This guest blog was contributed by Zubaid Kazmi, Managing Director, Identity Access Management, MorganFranklin Consulting

Zubaid Kazmi

In January, Lurie’s Children’s Hospital of Chicago was hit by a cyberattack, which resulted in the organization shutting down its network. While the hospital remains operational, it’s still working to restore its computer systems, leaving email, phones and other electronic systems affected. 


This is just the latest attack spotlighting increasing threats against healthcare organizations, making it more important now than ever to closely monitor who and what is connected to hospital networks.


To help mitigate the risk of cyberattacks, hospitals should proactively develop a centralized identity access management (IAM) system. IAM systems play a crucial role in hospital cybersecurity by helping detect inappropriate access and permissions risks as both preventative and detective measures, allowing hospitals to take action before incidents become major problems.


Hospital security leaders should focus on three key areas to create a robust IAM program that reduces the impact of cyberattacks on patient safety, revenue, reputational loss, and operations.


Implement a centralized dashboard to provide essential, real-time IAM functions. 

User rights and privileges, or simply who in an organization has access to which data and systems, need to be readily visible to the security team. Using IAM platforms and tools provides a scalable and automated foundation for granting access, password management, compliance, and identity-enabled visibility.

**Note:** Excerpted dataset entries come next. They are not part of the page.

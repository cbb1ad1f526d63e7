//! Request logging middleware
//!
//! Logs every request with its status and duration, tagged with a request
//! id that is echoed back in the `x-request-id` response header.

use axum::{
    body::Body,
    extract::Request,
    http::HeaderValue,
    middleware::Next,
    response::Response,
};
use std::time::Instant;
use tracing::Instrument;
use uuid::Uuid;

/// Header carrying the request id in both directions
pub const REQUEST_ID_HEADER: &str = "x-request-id";

/// Request id stored in request extensions
#[derive(Clone, Debug)]
pub struct RequestId(pub String);

impl RequestId {
    pub fn new() -> Self {
        Self(Uuid::new_v4().to_string())
    }

    /// Reuse the caller's id when it sent one
    fn from_request(request: &Request) -> Self {
        request
            .headers()
            .get(REQUEST_ID_HEADER)
            .and_then(|v| v.to_str().ok())
            .filter(|v| !v.is_empty())
            .map(|v| Self(v.to_string()))
            .unwrap_or_default()
    }
}

impl Default for RequestId {
    fn default() -> Self {
        Self::new()
    }
}

impl std::fmt::Display for RequestId {
    fn fmt(&self, f: &mut std::fmt::Formatter<'_>) -> std::fmt::Result {
        f.write_str(&self.0)
    }
}

pub async fn log_request(request: Request, next: Next) -> Response<Body> {
    let start = Instant::now();
    let request_id = RequestId::from_request(&request);

    let method = request.method().clone();
    let path = request.uri().path().to_string();
    let query = request.uri().query().map(|q| q.to_string());

    tracing::debug!(
        request_id = %request_id,
        method = %method,
        path = %path,
        query = %query.as_deref().unwrap_or("-"),
        "Incoming request"
    );

    let span = tracing::info_span!(
        "http_request",
        request_id = %request_id,
        method = %method,
        path = %path,
    );
    let mut response = next.run(request).instrument(span).await;

    let status = response.status().as_u16();
    let duration_ms = format!("{:.2}", start.elapsed().as_secs_f64() * 1000.0);

    if response.status().is_server_error() {
        tracing::error!(request_id = %request_id, method = %method, path = %path, status, duration_ms = %duration_ms, "Server error");
    } else if response.status().is_client_error() {
        tracing::warn!(request_id = %request_id, method = %method, path = %path, status, duration_ms = %duration_ms, "Client error");
    } else {
        tracing::info!(request_id = %request_id, method = %method, path = %path, status, duration_ms = %duration_ms, "Request completed");
    }

    if let Ok(value) = HeaderValue::from_str(&request_id.0) {
        response.headers_mut().insert(REQUEST_ID_HEADER, value);
    }

    response
}

#[cfg(test)]
mod tests {
    use super::*;
    use axum::http;

    #[test]
    fn test_request_id_generation() {
        let id = RequestId::new();
        assert_eq!(id.0.len(), 36);
    }

    #[test]
    fn test_incoming_header_is_reused() {
        let request = http::Request::builder()
            .uri("/")
            .header(REQUEST_ID_HEADER, "abc-123")
            .body(Body::empty())
            .unwrap();
        assert_eq!(RequestId::from_request(&request).to_string(), "abc-123");
    }

    #[test]
    fn test_blank_header_is_replaced() {
        let request = http::Request::builder()
            .uri("/")
            .header(REQUEST_ID_HEADER, "")
            .body(Body::empty())
            .unwrap();
        assert_ne!(RequestId::from_request(&request).0, "");
    }
}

Implementing a centralized IAM system enables an organization to achieve full visibility and control over its information. These solutions can also help reduce manual workload and save a security team’s time. For example, automating standard procedures and threat alerts can give security teams more time to focus on real-time monitoring and intercepting potential remote access threats.


Manage access and risk. 

In many healthcare organizations, staff have access to more systems than needed to perform their core duties. To keep information safe, access to data and other valuable assets should be limited and permissions requests should be accurately validated. There are several ways to reduce access, but no one approach stands alone. Determining the best combination of strategies will depend on how an organization currently accesses data and its larger security objectives. 

  • Web Single Sign-On: Multiple parts of an organization’s internal and external web presence require user authentication and authorization to properly secure sensitive data. Web single sign-on frameworks simplify this process by maintaining a user’s authenticated state throughout their entire web session.

  • Adaptive Access: Different information and resources carry different levels of risk. Adaptive access enables an organization to easily require more robust authentication for riskier assets while easing accessibility for low-risk resources. 

  • Reverse Proxy: A reverse proxy sits behind the company firewall and forwards web requests to a server for response. This simplifies the user experience and reduces the amount of information about an organization’s internal network structure that is shared with third parties.

  • Federation Login: Contractor partners require limited systems access, but creating accounts within an organization’s identity management system can be time-consuming and adds complexity. Federation enables secure identity sharing across organizations by simplifying authentication and access management for partner organizations.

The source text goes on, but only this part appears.